The attempts at manipulating the public around the issue of Indiana’s Religious Freedom Restoration Act (RFRA) have exposed dangers that extend beyond this legislation. Supporters of this bill, including the Governor, have lied to us by continuing to say this law is the same as those in a number of other states, and the Federal Religious Freedom Restoration Act. The Governor extended the lie by saying it contained the same language as the RFRA bill Barack Obama voted for when he was an Illinois state senator.
The Indiana bill has language that is much more intrusive. The Indiana law explicitly allows any for-profit business to assert a right to “the free exercise of religion.” That is not included in the Federal or other state’s laws (except for Texas’ passed in 1999). This gives for-profit businesses rights matching those of individuals and churches. This gives for-profit businesses protections against private lawsuits from individuals, not just from the actions of the government.

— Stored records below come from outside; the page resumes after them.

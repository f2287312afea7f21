// Copyright (C) 2026 Fred Clausen
// Use of this source code is governed by an MIT-style
// license that can be found in the LICENSE file or at
// https://opensource.org/licenses/MIT.

#![deny(
    clippy::pedantic,
    clippy::cargo,
    clippy::nursery,
    clippy::style,
    clippy::correctness,
    clippy::all,
    clippy::suspicious,
    clippy::complexity,
    clippy::perf,
    clippy::unwrap_used,
    clippy::expect_used
)]

mod budget;
mod error;
mod schedule;
mod types;
mod urgency;
mod validation;

#[cfg(test)]
mod tests;

pub use budget::apportion_half_hours;
pub use urgency::{
    BASE_MULTIPLIER_PERCENT, CourseWeight, UrgencyPolicy, UrgencyTier, compute_course_weights,
};

// Re-export public types
pub use error::{DomainError, ErrorKind};
pub use schedule::{CourseHours, DayPlan, Schedule, ScheduleViolation, Session};
pub use types::{Course, CourseId, DEFAULT_CREDITS, Hours, SessionType, TimeSlot};
pub use validation::{
    MAX_TOTAL_DAYS, MIN_TOTAL_DAYS, validate_course_fields, validate_course_id_unique,
    validate_course_set, validate_schedule, validate_total_days,
};
// Copyright (C) 2026 Fred Clausen
// Use of this source code is governed by an MIT-style
// license that can be found in the LICENSE file or at
// https://opensource.org/licenses/MIT.

//! Error types for the API layer.

use crate::parsing::CourseEntryError;
use study_plan::CoreError;
use study_plan_domain::DomainError;

/// API-level errors.
///
/// These are distinct from domain/core errors and represent the API contract.
#[derive(Debug, Clone, PartialEq, Eq)]
pub enum ApiError {
    /// A domain rule was violated.
    DomainRuleViolation {
        /// The rule that was violated.
        rule: String,
        /// A human-readable description of the violation.
        message: String,
    },
    /// Invalid input was provided.
    InvalidInput {
        /// The field that was invalid.
        field: String,
        /// A human-readable description of the error.
        message: String,
    },
    /// A requested resource was not found.
    ResourceNotFound {
        /// The type of resource that was not found.
        resource_type: String,
        /// A human-readable description of what was not found.
        message: String,
    },
    /// An internal error occurred.
    Internal {
        /// A description of the internal error.
        message: String,
    },
}

impl std::fmt::Display for ApiError {
    fn fmt(&self, f: &mut std::fmt::Formatter<'_>) -> std::fmt::Result {
        match self {
            Self::DomainRuleViolation { rule, message } => {
                write!(f, "Domain rule violation ({rule}): {message}")
            }
            Self::InvalidInput { field, message } => {
                write!(f, "Invalid input for field '{field}': {message}")
            }
            Self::ResourceNotFound {
                resource_type,
                message,
            } => {
                write!(f, "{resource_type} not found: {message}")
            }
            Self::Internal { message } => {
                write!(f, "Internal error: {message}")
            }
        }
    }
}

impl std::error::Error for ApiError {}

impl From<CourseEntryError> for ApiError {
    fn from(err: CourseEntryError) -> Self {
        Self::InvalidInput {
            field: String::from(err.field()),
            message: err.to_string(),
        }
    }
}

/// Translates a domain error into an API error.
///
/// This translation is explicit and ensures domain errors are not leaked directly.
#[must_use]
#[allow(clippy::too_many_lines)]
pub fn translate_domain_error(err: DomainError) -> ApiError {
    match err {
        DomainError::InvalidCourseId(msg) => ApiError::InvalidInput {
            field: String::from("id"),
            message: msg,
        },
        DomainError::InvalidCourseName(msg) => ApiError::InvalidInput {
            field: String::from("name"),
            message: msg,
        },
        DomainError::InvalidTopics { course_id, reason } => ApiError::InvalidInput {
            field: String::from("topics"),
            message: format!("Course '{course_id}': {reason}"),
        },
        DomainError::InvalidCredits { course_id, credits } => ApiError::InvalidInput {
            field: String::from("credits"),
            message: format!("Course '{course_id}' has {credits} credits, at least 1 is required"),
        },
        DomainError::DuplicateCourse(course_id) => ApiError::DomainRuleViolation {
            rule: String::from("unique_course_id"),
            message: format!("Course '{course_id}' appears more than once"),
        },
        DomainError::CourseNotFound(course_id) => ApiError::ResourceNotFound {
            resource_type: String::from("Course"),
            message: format!("Course '{course_id}' does not exist"),
        },
        err @ (DomainError::EmptyCourseSet
        | DomainError::TotalDaysOutOfRange { .. }
        | DomainError::DateArithmeticOverflow { .. }) => translate_invalid_request(&err),
        DomainError::InvalidHours { reason } => ApiError::InvalidInput {
            field: String::from("hoursPerDay"),
            message: reason,
        },
        DomainError::InvalidUrgencyPolicy { reason } => ApiError::InvalidInput {
            field: String::from("config"),
            message: reason,
        },
        DomainError::DateParseError { date_string, error } => ApiError::InvalidInput {
            field: String::from("date"),
            message: format!("'{date_string}' is not a valid YYYY-MM-DD date: {error}"),
        },
        err @ DomainError::InvariantViolation { .. } => ApiError::Internal {
            message: err.to_string(),
        },
    }
}

/// Translates a request-level domain error into an API error.
///
/// Every error of kind `ErrorKind::InvalidRequest` becomes `InvalidInput`
/// naming the request field that cannot be planned, so they all share one
/// response status.
fn translate_invalid_request(err: &DomainError) -> ApiError {
    let (field, message): (&str, String) = match err {
        DomainError::EmptyCourseSet => (
            "courses",
            String::from("At least one course is required to build a timetable"),
        ),
        DomainError::TotalDaysOutOfRange {
            total_days,
            min,
            max,
        } => (
            "totalDays",
            format!("{total_days} study days requested, must be between {min} and {max}"),
        ),
        DomainError::DateArithmeticOverflow { operation } => (
            "startDate",
            format!("Date arithmetic overflow while {operation}"),
        ),
        other => ("request", other.to_string()),
    };
    ApiError::InvalidInput {
        field: String::from(field),
        message,
    }
}

/// Translates a core error into an API error.
#[must_use]
pub fn translate_core_error(err: CoreError) -> ApiError {
    match err {
        CoreError::DomainViolation(domain_err) => translate_domain_error(domain_err),
        CoreError::InvalidConfig { reason } => ApiError::InvalidInput {
            field: String::from("config"),
            message: reason,
        },
    }
}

Protection from government intrusion, not individuals and businesses, was the intention of the Federal RFRA. Whatever the intention of the Indiana RFRA was, that bill allows for-profit businesses to refuse to serve anyone, if the business has a religious objection to something about the individual.

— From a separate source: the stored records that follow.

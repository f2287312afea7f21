// Copyright (C) 2026 Fred Clausen
// Use of this source code is governed by an MIT-style
// license that can be found in the LICENSE file or at
// https://opensource.org/licenses/MIT.

use crate::{Course, CourseId, DEFAULT_CREDITS, DomainError, Hours, SessionType, TimeSlot};
use time::macros::date;

#[test]
fn test_course_id_creation() {
    let id: CourseId = CourseId::new("algo");
    assert_eq!(id.value(), "algo");
    assert_eq!(format!("{id}"), "algo");
}

#[test]
fn test_course_defaults_credits() {
    let course: Course = Course::new(
        CourseId::new("algo"),
        String::from("Algorithms"),
        vec![String::from("Sorting")],
        None,
        None,
    );
    assert_eq!(course.credits, DEFAULT_CREDITS);
}

#[test]
fn test_days_until_exam() {
    let course: Course = Course::new(
        CourseId::new("algo"),
        String::from("Algorithms"),
        vec![String::from("Sorting")],
        Some(4),
        Some(date!(2026 - 03 - 10)),
    );
    assert_eq!(course.days_until_exam(date!(2026 - 03 - 01)), Some(9));
    assert_eq!(course.days_until_exam(date!(2026 - 03 - 10)), Some(0));
    assert_eq!(course.days_until_exam(date!(2026 - 03 - 12)), Some(-2));
}

#[test]
fn test_days_until_exam_without_exam() {
    let course: Course = Course::new(
        CourseId::new("db"),
        String::from("Databases"),
        vec![String::from("SQL")],
        None,
        None,
    );
    assert_eq!(course.days_until_exam(date!(2026 - 03 - 01)), None);
}

// ============================================================================
// Hours
// ============================================================================

#[test]
fn test_hours_display() {
    assert_eq!(Hours::from_whole_hours(1).to_string(), "1 hour");
    assert_eq!(Hours::from_whole_hours(2).to_string(), "2 hours");
    assert_eq!(Hours::from_half_hours(3).to_string(), "1.5 hours");
    assert_eq!(Hours::from_half_hours(1).to_string(), "0.5 hours");
    assert_eq!(Hours::ZERO.to_string(), "0 hours");
}

#[test]
fn test_hours_arithmetic() {
    let total: Hours = [
        Hours::from_half_hours(3),
        Hours::from_whole_hours(2),
        Hours::from_half_hours(1),
    ]
    .into_iter()
    .sum();
    assert_eq!(total, Hours::from_whole_hours(4));
    assert!((total.as_f64() - 4.0).abs() < f64::EPSILON);
    assert_eq!(
        Hours::from_whole_hours(3).checked_mul(14),
        Some(Hours::from_whole_hours(42))
    );
    assert_eq!(Hours::from_half_hours(u32::MAX).checked_mul(2), None);
}

#[test]
fn test_hours_addition_saturates() {
    let max: Hours = Hours::from_half_hours(u32::MAX);
    assert_eq!(max + Hours::from_half_hours(1), max);

    let mut running: Hours = Hours::from_half_hours(u32::MAX - 1);
    running += Hours::from_whole_hours(1);
    assert_eq!(running, max);
}

#[test]
fn test_hours_try_from_f64() {
    assert_eq!(Hours::try_from(1.5).unwrap(), Hours::from_half_hours(3));
    assert_eq!(Hours::try_from(0.0).unwrap(), Hours::ZERO);
    assert!(matches!(
        Hours::try_from(1.25),
        Err(DomainError::InvalidHours { .. })
    ));
    assert!(Hours::try_from(-1.0).is_err());
    assert!(Hours::try_from(f64::NAN).is_err());
    assert!(Hours::try_from(f64::INFINITY).is_err());
}

#[test]
fn test_hours_serializes_as_number() {
    let json: String = serde_json::to_string(&Hours::from_half_hours(5)).unwrap();
    assert_eq!(json, "2.5");

    let parsed: Hours = serde_json::from_str("3").unwrap();
    assert_eq!(parsed, Hours::from_whole_hours(3));

    assert!(serde_json::from_str::<Hours>("0.3").is_err());
}

// ============================================================================
// Time slots and session types
// ============================================================================

#[test]
fn test_time_slot_for_position() {
    assert_eq!(TimeSlot::for_position(0), TimeSlot::Morning);
    assert_eq!(TimeSlot::for_position(1), TimeSlot::Afternoon);
    assert_eq!(TimeSlot::for_position(2), TimeSlot::Evening);
    assert_eq!(TimeSlot::for_position(5), TimeSlot::Evening);
}

#[test]
fn test_time_slot_ordering() {
    assert!(TimeSlot::Morning < TimeSlot::Afternoon);
    assert!(TimeSlot::Afternoon < TimeSlot::Evening);
}

#[test]
fn test_labels_deserialize_from_json() {
    let slot: TimeSlot = serde_json::from_str("\"Morning\"").unwrap();
    assert_eq!(slot, TimeSlot::Morning);
    assert!(serde_json::from_str::<TimeSlot>("\"Night\"").is_err());

    for session_type in [SessionType::Study, SessionType::Review, SessionType::Practice] {
        let json: String = format!("\"{}\"", session_type.as_str());
        let parsed: SessionType = serde_json::from_str(&json).unwrap();
        assert_eq!(parsed, session_type);
    }
    assert!(serde_json::from_str::<SessionType>("\"Lecture\"").is_err());
}
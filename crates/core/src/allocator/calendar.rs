// Copyright (C) 2026 Fred Clausen
// Use of this source code is governed by an MIT-style
// license that can be found in the LICENSE file or at
// https://opensource.org/licenses/MIT.

//! Day classification and exam proximity.
//!
//! Day indices are 1-based. An exam on the start date is on day 1.

use study_plan_domain::{Course, DomainError};
use time::{Date, Duration};

/// Role of a day in the window.
#[derive(Debug, Clone, Copy, PartialEq, Eq)]
pub enum DayKind {
    /// A regular study day.
    Study,
    /// A rest day with at most one light review session.
    Rest,
    /// A rest day suppressed by an upcoming exam.
    ExamReview,
}

impl DayKind {
    /// Returns `true` for days that take a share of the study budget.
    pub const fn is_study(self) -> bool {
        !matches!(self, Self::Rest)
    }
}

/// Returns the day index on which a course's exam falls.
///
/// `None` if the course has no exam or the exam is before the start date.
pub fn exam_day_index(course: &Course, start_date: Date) -> Option<i64> {
    course
        .days_until_exam(start_date)
        .filter(|days| *days >= 0)
        .map(|days| days + 1)
}

/// Days from `day_index` until the exam, `None` once the exam has passed.
pub fn days_to_exam(exam_index: Option<i64>, day_index: u32) -> Option<i64> {
    exam_index
        .map(|exam| exam - i64::from(day_index))
        .filter(|days| *days >= 0)
}

/// Returns `true` if the exam is `lookahead` days away or fewer.
pub fn is_at_risk(exam_index: Option<i64>, day_index: u32, lookahead: u32) -> bool {
    days_to_exam(exam_index, day_index).is_some_and(|days| days <= i64::from(lookahead))
}

/// Classifies every day of the window.
///
/// # Arguments
///
/// * `exam_indices` - Exam day index per course
/// * `total_days` - Length of the window
/// * `rest_day_interval` - Every n-th day rests, `0` for never
/// * `lookahead` - Exam look-ahead in days
pub fn build_calendar(
    exam_indices: &[Option<i64>],
    total_days: u32,
    rest_day_interval: u32,
    lookahead: u32,
) -> Vec<DayKind> {
    (1..=total_days)
        .map(|day_index| {
            // The last day flushes the remaining budget and never rests
            let scheduled_rest: bool = rest_day_interval > 0
                && day_index % rest_day_interval == 0
                && day_index != total_days;
            if !scheduled_rest {
                return DayKind::Study;
            }

            let exam_near: bool = exam_indices
                .iter()
                .any(|exam| is_at_risk(*exam, day_index, lookahead));
            if exam_near {
                DayKind::ExamReview
            } else {
                DayKind::Rest
            }
        })
        .collect()
}

/// Computes the date of every day in the window.
///
/// # Errors
///
/// Returns `DomainError::DateArithmeticOverflow` if a date is not
/// representable.
pub fn day_dates(start_date: Date, total_days: u32) -> Result<Vec<Date>, DomainError> {
    (0..total_days)
        .map(|offset| {
            start_date
                .checked_add(Duration::days(i64::from(offset)))
                .ok_or_else(|| DomainError::DateArithmeticOverflow {
                    operation: format!("computing the date {offset} days after {start_date}"),
                })
        })
        .collect()
}

#[cfg(test)]
#[allow(clippy::unwrap_used)]
mod tests {
    use super::*;
    use study_plan_domain::CourseId;
    use time::macros::date;

    fn course_with_exam(exam: Option<Date>) -> Course {
        Course::new(
            CourseId::new("c"),
            String::from("C"),
            vec![String::from("T")],
            None,
            exam,
        )
    }

    #[test]
    fn test_exam_day_index() {
        let start: Date = date!(2026 - 03 - 01);
        assert_eq!(
            exam_day_index(&course_with_exam(Some(date!(2026 - 03 - 01))), start),
            Some(1)
        );
        assert_eq!(
            exam_day_index(&course_with_exam(Some(date!(2026 - 03 - 10))), start),
            Some(10)
        );
        assert_eq!(
            exam_day_index(&course_with_exam(Some(date!(2026 - 02 - 27))), start),
            None
        );
        assert_eq!(exam_day_index(&course_with_exam(None), start), None);
    }

    #[test]
    fn test_at_risk_window() {
        // Exam on day 10 with a 3 day look-ahead
        assert!(!is_at_risk(Some(10), 6, 3));
        assert!(is_at_risk(Some(10), 7, 3));
        assert!(is_at_risk(Some(10), 10, 3));
        assert!(!is_at_risk(Some(10), 11, 3));
        assert!(!is_at_risk(None, 1, 3));
    }

    #[test]
    fn test_calendar_rest_days() {
        let calendar: Vec<DayKind> = build_calendar(&[None], 21, 7, 3);
        assert_eq!(calendar.len(), 21);
        assert_eq!(calendar[6], DayKind::Rest);
        assert_eq!(calendar[13], DayKind::Rest);
        // Day 21 is the last day
        assert_eq!(calendar[20], DayKind::Study);
        assert_eq!(
            calendar.iter().filter(|k| **k == DayKind::Rest).count(),
            2
        );
    }

    #[test]
    fn test_calendar_suppresses_rest_before_exam() {
        let calendar: Vec<DayKind> = build_calendar(&[None, Some(9)], 14, 7, 3);
        assert_eq!(calendar[6], DayKind::ExamReview);
        assert!(calendar[6].is_study());
    }

    #[test]
    fn test_calendar_without_rest_days() {
        let calendar: Vec<DayKind> = build_calendar(&[None], 30, 0, 3);
        assert!(calendar.iter().all(|k| *k == DayKind::Study));
    }

    #[test]
    fn test_day_dates() {
        let dates: Vec<Date> = day_dates(date!(2026 - 02 - 27), 3).unwrap();
        assert_eq!(
            dates,
            vec![date!(2026 - 02 - 27), date!(2026 - 02 - 28), date!(2026 - 03 - 01)]
        );
    }

    #[test]
    fn test_day_dates_overflow() {
        let result: Result<Vec<Date>, DomainError> = day_dates(Date::MAX, 7);
        assert!(matches!(
            result,
            Err(DomainError::DateArithmeticOverflow { .. })
        ));
    }
}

This law was specifically written to allow business to refuse to serve anyone based on their own (owners) preferences. Sheila Kennedy, Professor of Law at IUPUI, explains what is wrong with this extremely well here: http://sheilakennedy.net/2015/03/cakes-pork-chops-and-sb-101/
A mental image might also be helpful. I recently saw a photo of young black people sitting at a lunch counter in a 60s era photo. The caption reads “Indiana, In case you’ve missed it, we’ve already had this conversation. You do not get to decide who sits at the lunch counter. Love, America”
When the Governor was interviewed on ABC Sunday morning, every time he was asked to answer yes or no, does this law make it possible to discriminate against a gay person in Indiana, he refused to say it did not. When asked if Indiana was going to pass legislation protecting the civil rights of the LGBT community, he said, “No, that is not on my agenda.”